Chucky Coaching Ohio State Is LaughableMay 30th, 2011
With the Japan-like earthquake that erupted this morning in Columbus with the resignation of Buckeyes coach Jim Tressel, there is already talk of former Bucs Super Bowl-winning coach Chucky taking his place.
Joe’s hurting and it’s not from the multiple adult beverages he had last night, it’s from laughing so hard.
Joe may have written this before, so let’s be clear: Chucky would be a horrific college football coach.
In college football, the coach has to be half-salesman, half-coach, unless you are JoePa where your name is big enough so you don’t have to recruit and can pull in millions of booster dollars without having to make small talk to a bunch of rubes.

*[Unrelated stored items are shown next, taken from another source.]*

//! Dashboard HTTP server.
//!
//! Owns the shared state of all handlers: the OCM client (shared read-only
//! by every request), the materializer, the metrics registry and the root
//! shutdown token that every stream session derives its own token from.

use crate::api;
use crate::config::DashboardConfig;
use crate::error::DashboardError;
use crate::materializer::{ClusterConverter, SnapshotMaterializer};
use crate::metrics::StreamMetrics;
use axum::Router;
use axum::routing::get;
use ocm_client::OcmClientTrait;
use prometheus::Registry;
use std::fmt;
use std::future::Future;
use std::sync::Arc;
use tokio::net::TcpListener;
use tokio_util::sync::CancellationToken;
use tower_http::cors::CorsLayer;
use tower_http::trace::TraceLayer;
use tracing::info;

#[derive(Clone)]
pub struct AppState {
    /// `None` when the hub could not be reached at startup
    pub client: Option<Arc<dyn OcmClientTrait>>,
    pub config: Arc<DashboardConfig>,
    pub materializer: SnapshotMaterializer,
    pub registry: Registry,
    pub metrics: StreamMetrics,
    /// Cancelled on shutdown; parent of every stream session token
    pub shutdown: CancellationToken,
}

impl fmt::Debug for AppState {
    fn fmt(&self, f: &mut fmt::Formatter<'_>) -> fmt::Result {
        f.debug_struct("AppState")
            .field("client", &self.client.is_some())
            .field("config", &self.config)
            .field("metrics", &self.metrics)
            .field("shutdown", &self.shutdown.is_cancelled())
            .finish()
    }
}

impl AppState {
    pub fn new(config: DashboardConfig, client: Option<Arc<dyn OcmClientTrait>>) -> Result<Self, DashboardError> {
        let registry = Registry::new();
        let metrics = StreamMetrics::register(&registry)?;
        let materializer =
            SnapshotMaterializer::new(ClusterConverter::new(config.available_condition_type.clone()));
        Ok(Self {
            client,
            config: Arc::new(config),
            materializer,
            registry,
            metrics,
            shutdown: CancellationToken::new(),
        })
    }
}

/// Builds the application router.
pub fn router(state: AppState) -> Router {
    let api = Router::new()
        .route("/clusters", get(api::list_clusters))
        .route("/clusters/stream", get(api::stream_clusters))
        .route("/clusters/{name}", get(api::get_cluster))
        .route("/clusters/{name}/addons", get(api::list_cluster_addons))
        .route("/clusters/{name}/manifestworks", get(api::list_cluster_manifest_works))
        .route("/clustersets", get(api::list_cluster_sets))
        .route("/placements", get(api::list_placements));

    let mut app = Router::new()
        .nest("/api/v1", api)
        .route("/healthz", get(api::healthz))
        .route("/readyz", get(api::readyz))
        .route("/metrics", get(api::render_metrics))
        .layer(TraceLayer::new_for_http());

    if state.config.cors_allow_any {
        app = app.layer(CorsLayer::permissive());
    }

    app.with_state(state)
}

#[derive(Debug)]
pub struct DashboardServer {
    state: AppState,
}

impl DashboardServer {
    pub fn new(config: DashboardConfig, client: Option<Arc<dyn OcmClientTrait>>) -> Result<Self, DashboardError> {
        Ok(Self {
            state: AppState::new(config, client)?,
        })
    }

    pub fn state(&self) -> &AppState {
        &self.state
    }

    pub fn router(&self) -> Router {
        router(self.state.clone())
    }

    /// Serves until `shutdown` resolves.
    ///
    /// On shutdown every open stream is cancelled (each closing its watch)
    /// before in-flight requests are drained.
    pub async fn run<F>(self, shutdown: F) -> Result<(), DashboardError>
    where
        F: Future<Output = ()> + Send + 'static,
    {
        let listener = TcpListener::bind(self.state.config.bind_address).await?;
        info!(address = %listener.local_addr()?, "OCM dashboard listening");

        let token = self.state.shutdown.clone();
        axum::serve(listener, self.router())
            .with_graceful_shutdown(async move {
                shutdown.await;
                info!("Shutdown requested, closing open streams");
                token.cancel();
            })
            .await?;

        info!("OCM dashboard stopped");
        Ok(())
    }
}

#[cfg(test)]
mod tests {
    use super::*;
    use axum::body::{Body, to_bytes};
    use axum::http::{Request, StatusCode, header};
    use crds::ManagedCluster;
    use futures::StreamExt;
    use ocm_client::{Collection, MockOcmClient, WatchEvent};
    use serde_json::{Value, json};
    use tower::ServiceExt;

    fn clusters() -> Collection {
        Collection::of::<ManagedCluster>()
    }

    fn cluster(name: &str, set: &str, available: &str) -> Value {
        json!({
            "apiVersion": "cluster.open-cluster-management.io/v1",
            "kind": "ManagedCluster",
            "metadata": {
                "name": name,
                "uid": format!("uid-{name}"),
                "labels": {"cluster.open-cluster-management.io/clusterset": set},
            },
            "spec": {"hubAcceptsClient": true},
            "status": {"conditions": [{"type": "ClusterAvailable", "status": available}]},
        })
    }

    fn mock() -> MockOcmClient {
        let mock = MockOcmClient::new();
        mock.set_items(
            &clusters(),
            vec![cluster("east", "prod", "True"), cluster("west", "prod", "False")],
        );
        mock
    }

    fn state_with(mock: Option<&MockOcmClient>) -> AppState {
        let client = mock.map(|m| Arc::new(m.clone()) as Arc<dyn OcmClientTrait>);
        AppState::new(DashboardConfig::default(), client).unwrap()
    }

    async fn get_path(state: &AppState, path: &str) -> axum::response::Response {
        router(state.clone())
            .oneshot(Request::builder().uri(path).body(Body::empty()).unwrap())
            .await
            .unwrap()
    }

    async fn json_body(response: axum::response::Response) -> Value {
        let bytes = to_bytes(response.into_body(), usize::MAX).await.unwrap();
        serde_json::from_slice(&bytes).unwrap()
    }

    /// Reads body chunks until one full SSE frame has arrived.
    async fn next_frame<S>(body: &mut S, buffer: &mut String) -> Option<String>
    where
        S: futures::Stream<Item = Result<axum::body::Bytes, axum::Error>> + Unpin,
    {
        loop {
            if let Some(end) = buffer.find("\n\n") {
                let frame = buffer[..end + 2].to_string();
                buffer.drain(..end + 2);
                return Some(frame);
            }
            let chunk = body.next().await?.ok()?;
            buffer.push_str(std::str::from_utf8(&chunk).ok()?);
        }
    }

    #[tokio::test]
    async fn test_health_and_readiness() {
        let ready = state_with(Some(&mock()));
        assert_eq!(get_path(&ready, "/healthz").await.status(), StatusCode::OK);
        assert_eq!(get_path(&ready, "/readyz").await.status(), StatusCode::OK);

        let unready = state_with(None);
        assert_eq!(get_path(&unready, "/healthz").await.status(), StatusCode::OK);
        assert_eq!(get_path(&unready, "/readyz").await.status(), StatusCode::SERVICE_UNAVAILABLE);
    }

    #[tokio::test]
    async fn test_list_and_get_clusters() {
        let state = state_with(Some(&mock()));

        let response = get_path(&state, "/api/v1/clusters").await;
        assert_eq!(response.status(), StatusCode::OK);
        let body = json_body(response).await;
        assert_eq!(body[0]["name"], "east");
        assert_eq!(body[0]["status"], "Online");
        assert_eq!(body[1]["status"], "Offline");

        let response = get_path(&state, "/api/v1/clusters/west").await;
        assert_eq!(response.status(), StatusCode::OK);
        assert_eq!(json_body(response).await["id"], "uid-west");

        let response = get_path(&state, "/api/v1/clusters/nowhere").await;
        assert_eq!(response.status(), StatusCode::NOT_FOUND);
        assert!(json_body(response).await["error"].is_string());
    }

    #[tokio::test]
    async fn test_rest_without_client_is_unavailable() {
        let state = state_with(None);
        for path in ["/api/v1/clusters", "/api/v1/clustersets", "/api/v1/clusters/east/addons"] {
            assert_eq!(get_path(&state, path).await.status(), StatusCode::SERVICE_UNAVAILABLE);
        }
    }

    #[tokio::test]
    async fn test_list_failure_is_bad_gateway() {
        let mock = mock();
        mock.set_list_failure(Some("apiserver unreachable"));
        let state = state_with(Some(&mock));
        assert_eq!(get_path(&state, "/api/v1/clusters").await.status(), StatusCode::BAD_GATEWAY);
    }

    #[tokio::test]
    async fn test_cluster_sets_and_placements() {
        let mock = mock();
        mock.set_items(
            &Collection::of::<crds::ManagedClusterSet>(),
            vec![json!({
                "apiVersion": "cluster.open-cluster-management.io/v1beta2",
                "kind": "ManagedClusterSet",
                "metadata": {"name": "prod"},
                "spec": {"clusterSelector": {"selectorType": "ExclusiveClusterSetLabel"}},
            })],
        );
        mock.set_items(
            &Collection::of::<crds::Placement>(),
            vec![json!({
                "apiVersion": "cluster.open-cluster-management.io/v1beta1",
                "kind": "Placement",
                "metadata": {"name": "web", "namespace": "apps"},
                "spec": {"clusterSets": ["prod"]},
            })],
        );
        mock.set_items(
            &Collection::of::<crds::PlacementDecision>(),
            vec![json!({
                "metadata": {
                    "name": "web-decision-1",
                    "namespace": "apps",
                    "labels": {"cluster.open-cluster-management.io/placement": "web"},
                },
                "status": {"decisions": [{"clusterName": "east", "reason": ""}]},
            })],
        );
        let state = state_with(Some(&mock));

        let sets = json_body(get_path(&state, "/api/v1/clustersets").await).await;
        assert_eq!(sets[0]["name"], "prod");
        assert_eq!(sets[0]["clusterCount"], 2);

        let placements = json_body(get_path(&state, "/api/v1/placements").await).await;
        assert_eq!(placements[0]["selectedClusters"], json!(["east"]));
        assert!(placements[0].get("numberOfClusters").is_none());
    }

    #[tokio::test]
    async fn test_cluster_addons_and_manifest_works() {
        let mock = mock();
        mock.set_items(
            &Collection::of::<crds::ManagedClusterAddOn>().in_namespace("east"),
            vec![json!({
                "apiVersion": "addon.open-cluster-management.io/v1alpha1",
                "kind": "ManagedClusterAddOn",
                "metadata": {"name": "work-manager", "namespace": "east"},
                "spec": {},
                "status": {"conditions": [{"type": "Available", "status": "True"}]},
            })],
        );
        let state = state_with(Some(&mock));

        let addons = json_body(get_path(&state, "/api/v1/clusters/east/addons").await).await;
        assert_eq!(addons[0]["name"], "work-manager");
        assert_eq!(addons[0]["status"], "Available");

        let works = json_body(get_path(&state, "/api/v1/clusters/east/manifestworks").await).await;
        assert_eq!(works, json!([]));
    }

    #[tokio::test]
    async fn test_metrics_endpoint() {
        let state = state_with(Some(&mock()));
        let response = get_path(&state, "/metrics").await;
        assert_eq!(response.status(), StatusCode::OK);
        let bytes = to_bytes(response.into_body(), usize::MAX).await.unwrap();
        let text = String::from_utf8(bytes.to_vec()).unwrap();
        assert!(text.contains("ocm_dashboard_active_streams"));
    }

    #[tokio::test]
    async fn test_stream_sends_snapshot_then_changes() {
        let mock = mock();
        let state = state_with(Some(&mock));

        let response = get_path(&state, "/api/v1/clusters/stream").await;
        assert_eq!(response.status(), StatusCode::OK);
        assert_eq!(response.headers()[header::CONTENT_TYPE], "text/event-stream");
        assert_eq!(response.headers()[header::CACHE_CONTROL], "no-cache");

        let mut body = response.into_body().into_data_stream();
        let mut buffer = String::new();
        let first = next_frame(&mut body, &mut buffer).await.unwrap();
        assert!(first.starts_with("event: clusters\ndata: ["));
        assert!(first.contains("\"status\":\"Online\""));
        assert!(first.contains("\"status\":\"Offline\""));

        mock.emit(WatchEvent::Modified(cluster("west", "prod", "True"))).await;
        let second = next_frame(&mut body, &mut buffer).await.unwrap();
        assert!(second.starts_with("event: clusters\n"));

        // Client goes away
        drop(body);
        while mock.watch_closes() < 1 {
            tokio::task::yield_now().await;
        }
        assert_eq!(mock.watch_opens(), 1);
    }

    #[tokio::test]
    async fn test_stream_without_client_sends_error_and_ends() {
        let state = state_with(None);
        let response = get_path(&state, "/api/v1/clusters/stream").await;
        assert_eq!(response.status(), StatusCode::OK);

        let bytes = to_bytes(response.into_body(), usize::MAX).await.unwrap();
        let text = String::from_utf8(bytes.to_vec()).unwrap();
        assert!(text.starts_with("event: error\ndata: "));
        assert_eq!(text.matches("\n\n").count(), 1);
    }

    #[tokio::test]
    async fn test_shutdown_ends_open_streams() {
        let mock = mock();
        let state = state_with(Some(&mock));

        let response = get_path(&state, "/api/v1/clusters/stream").await;
        let mut body = response.into_body().into_data_stream();
        let mut buffer = String::new();
        next_frame(&mut body, &mut buffer).await.unwrap();
        assert_eq!(state.metrics.active_streams(), 1);

        state.shutdown.cancel();
        assert!(next_frame(&mut body, &mut buffer).await.is_none());
        assert_eq!(mock.watch_closes(), 1);
        assert_eq!(state.metrics.active_streams(), 0);
    }
}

During his time in Tampa Bay, Chucky possessed none of the traits necessary to succeed in college. Chucky despised the pen and mic club — unless they were going to give him a handsome check. Chucky was less than honest virtually all the time. Chucky hardly made himself an ambassador with the general public.
Oh, sure, Chucky could turn on the charm when he wanted to. But after a while, people began to see right through it.
A college coach has to be able to recruit. Given Chucky’s ability to judge talent in the draft, imagine what he’d be like with 18-year old kids?
Also, as he often admitted, Chucky’s not a patient guy. He loathed working with young players as an NFL coach. Just how would anyone expect him to work with players who aren’t even old enough to legally buy a bottle of beer?
Then there is Chucky’s offense, perhaps the most complex in the NFL. It is believed that it often would take a young quarterback four years to fully grasp Chucky’s offense. Bill Callahan tried this at Nebraska. How’d that work out?
Joe just can’t imagine Chucky going from house to house during recruiting season, begging an 18-year old to play for him. Jake Plummer, yeah, but not a high school kid.
No, Chucky would be an unmitigated disaster in Columbus. Joe doesn’t hate Ohio State that badly. (Though Joe would love to see Chucky in Ann Arbor.)